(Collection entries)
*** Block opens ***

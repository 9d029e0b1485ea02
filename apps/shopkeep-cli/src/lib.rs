//! # Shopkeep CLI Library
//!
//! Configures logging, opens the store database and dispatches commands.
//!
//! ## Module Organization
//! ```text
//! shopkeep_cli/
//! ├── lib.rs          ◄─── startup & dispatch
//! ├── cli.rs          ◄─── clap definition
//! ├── render.rs       ◄─── plain-text output
//! ├── state/
//! │   ├── config.rs   ◄─── AppConfig (env > TOML > defaults)
//! │   ├── db.rs       ◄─── Database handle
//! │   └── draft.rs    ◄─── order draft + in-flight guard
//! ├── commands/       ◄─── one module per area
//! └── error.rs        ◄─── ApiError for commands
//! ```
//!
//! ## Startup Sequence
//! ```text
//! 1. Logging ─────── tracing-subscriber, RUST_LOG or
//!                    "info,shopkeep=debug,sqlx=warn"
//! 2. Config ──────── AppConfig::load(--config)
//! 3. Database ────── resolve path, create parent dir, connect, migrate
//! 4. Dispatch ────── command → Result<T, ApiError> → text or JSON
//! ```

pub mod cli;
pub mod commands;
pub mod error;
pub mod render;
pub mod state;

use anyhow::Context;
use serde::Serialize;
use tracing::{debug, info};
use tracing_subscriber::EnvFilter;

use cli::{Cli, Command, OrderAction, OrdersAction, ProductAction, ReportAction};
use commands::product::{NewProductArgs, ProductEdit, ProductFilter};
use error::ApiError;
use shopkeep_db::{Database, DbConfig};
use state::{AppConfig, DbState, DraftState};

/// Initializes the tracing subscriber, logging to stderr.
///
/// ## Log Levels
/// - `RUST_LOG=debug` - Show debug messages
/// - `RUST_LOG=shopkeep=trace` - Show trace for shopkeep crates only
/// - Default: INFO, DEBUG for shopkeep crates
pub fn init_tracing() {
    let filter = EnvFilter::try_from_default_env()
        .unwrap_or_else(|_| EnvFilter::new("info,shopkeep=debug,sqlx=warn"));

    tracing_subscriber::fmt()
        .with_env_filter(filter)
        .with_writer(std::io::stderr)
        .init();
}

/// Everything a command may need.
pub struct App {
    pub config: AppConfig,
    pub db: DbState,
    pub draft: DraftState,
}

impl App {
    pub async fn open(config: AppConfig) -> anyhow::Result<Self> {
        let db_path = config.resolve_database_path()?;
        if let Some(parent) = db_path.parent().filter(|p| !p.as_os_str().is_empty()) {
            std::fs::create_dir_all(parent)
                .with_context(|| format!("creating data directory {}", parent.display()))?;
        }
        info!(?db_path, "Database path determined");

        let db = Database::new(DbConfig::new(&db_path))
            .await
            .with_context(|| format!("opening database {}", db_path.display()))?;
        info!("Database connected and migrations applied");

        Ok(App {
            config,
            db: DbState::new(db),
            draft: DraftState::new(),
        })
    }
}

/// Loads configuration, opens the database and runs one command.
pub async fn run(cli: Cli) -> anyhow::Result<()> {
    let config = AppConfig::load(cli.config.as_deref())?;
    debug!(store = %config.store_name, policy = %config.checkout_policy, "Configuration loaded");

    if let Command::Config = cli.command {
        let view = commands::config::get_config(&config)?;
        return emit(cli.json, &view, || render::config_view(&view));
    }

    let app = App::open(config).await?;
    let result = dispatch(&app, cli.command, cli.json).await;
    app.db.inner().close().await;

    match result {
        Ok(()) => Ok(()),
        Err(err) if cli.json => {
            println!("{}", serde_json::to_string_pretty(&err)?);
            Err(err.into())
        }
        Err(err) => Err(err.into()),
    }
}

fn emit<T, F>(json: bool, value: &T, text: F) -> anyhow::Result<()>
where
    T: Serialize,
    F: FnOnce() -> String,
{
    if json {
        println!("{}", serde_json::to_string_pretty(value)?);
    } else {
        print!("{}", text());
    }
    Ok(())
}

async fn dispatch(app: &App, command: Command, json: bool) -> Result<(), ApiError> {
    let App { config, db, draft } = app;
    let out = |r: anyhow::Result<()>| r.map_err(|e| ApiError::internal(e.to_string()));

    match command {
        Command::Products { action } => match action {
            ProductAction::List { available, low, filter } => {
                let which = if low {
                    ProductFilter::LowStock
                } else if available || filter.is_some() {
                    ProductFilter::Available
                } else {
                    ProductFilter::All
                };
                let listing = commands::product::list_products(db, which, filter.as_deref()).await?;
                out(emit(json, &listing, || render::product_listing(config, &listing)))
            }
            ProductAction::Search { query } => {
                let found = commands::product::search_products(db, &query).await?;
                out(emit(json, &found, || render::products(config, &found)))
            }
            ProductAction::Add(fields) => {
                let added = commands::product::add_product(
                    db,
                    NewProductArgs {
                        name: fields.name,
                        code: fields.code,
                        purchase_price_cents: fields.purchase.cents(),
                        selling_price_cents: fields.price.cents(),
                        quantity: fields.quantity,
                        low_stock_threshold: fields.threshold,
                        image_url: fields.image_url,
                    },
                )
                .await?;
                out(emit(json, &added, || render::product(config, &added)))
            }
            ProductAction::Edit { code, fields } => {
                let edited = commands::product::edit_product(
                    db,
                    &code,
                    ProductEdit {
                        name: fields.name,
                        code: fields.new_code,
                        purchase_price_cents: fields.purchase.map(|m| m.cents()),
                        selling_price_cents: fields.price.map(|m| m.cents()),
                        quantity: fields.quantity,
                        low_stock_threshold: fields.threshold,
                        image_url: fields.image_url,
                    },
                )
                .await?;
                out(emit(json, &edited, || render::product(config, &edited)))
            }
            ProductAction::Stock { code, delta } => {
                let product = commands::product::adjust_stock(db, &code, delta).await?;
                out(emit(json, &product, || render::product(config, &product)))
            }
            ProductAction::Delete { code } => {
                let deleted = commands::product::delete_product(db, &code).await?;
                out(emit(json, &deleted, || format!("Deleted {} {}\n", deleted.code, deleted.name)))
            }
        },

        Command::Order { action } => match action {
            OrderAction::New { items, customer, discount, debt, dry_run } => {
                let args = commands::order::NewOrderArgs { items, customer, discount, debt };
                let outcome = commands::order::new_order(db, draft, config, &args, dry_run).await?;
                out(emit(json, &outcome, || render::order_outcome(config, &outcome)))
            }
        },

        Command::Orders { action } => match action {
            OrdersAction::List { status } => {
                let orders = commands::order::list_orders(db, status).await?;
                out(emit(json, &orders, || render::orders(config, &orders)))
            }
            OrdersAction::Show { number } => {
                let detail = commands::order::show_order(db, number).await?;
                out(emit(json, &detail, || render::order_detail(config, &detail)))
            }
            OrdersAction::Status { number, status } => {
                let order = commands::order::set_order_status(db, number, status).await?;
                out(emit(json, &order, || format!("{}\n", render::order_line(config, &order))))
            }
        },

        Command::Dashboard => {
            let stats = commands::dashboard::dashboard(db, config).await?;
            out(emit(json, &stats, || render::dashboard(config, &stats)))
        }

        Command::Report { action } => match action {
            ReportAction::Show(period) => {
                let period = commands::report::resolve_period(period.year, period.month)?;
                let summary = commands::report::monthly_summary(db, config, period).await?;
                out(emit(json, &summary, || render::summary(config, &summary)))
            }
            ReportAction::Save(period) => {
                let period = commands::report::resolve_period(period.year, period.month)?;
                let saved = commands::report::save_report(db, config, period).await?;
                out(emit(json, &saved, || render::reports(config, std::slice::from_ref(&saved))))
            }
            ReportAction::Saved => {
                let saved = commands::report::saved_reports(db).await?;
                out(emit(json, &saved, || render::reports(config, &saved)))
            }
        },

        Command::Config => {
            let view = commands::config::get_config(config)?;
            out(emit(json, &view, || render::config_view(&view)))
        }
    }
}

*** Block closes ***

» **What to work on**: Within the records above, each line containing "display" is to be returned.

» **Problem solution**:
                .with_context(|| format!("creating data directory {}", parent.display()))?;
            .with_context(|| format!("opening database {}", db_path.display()))?;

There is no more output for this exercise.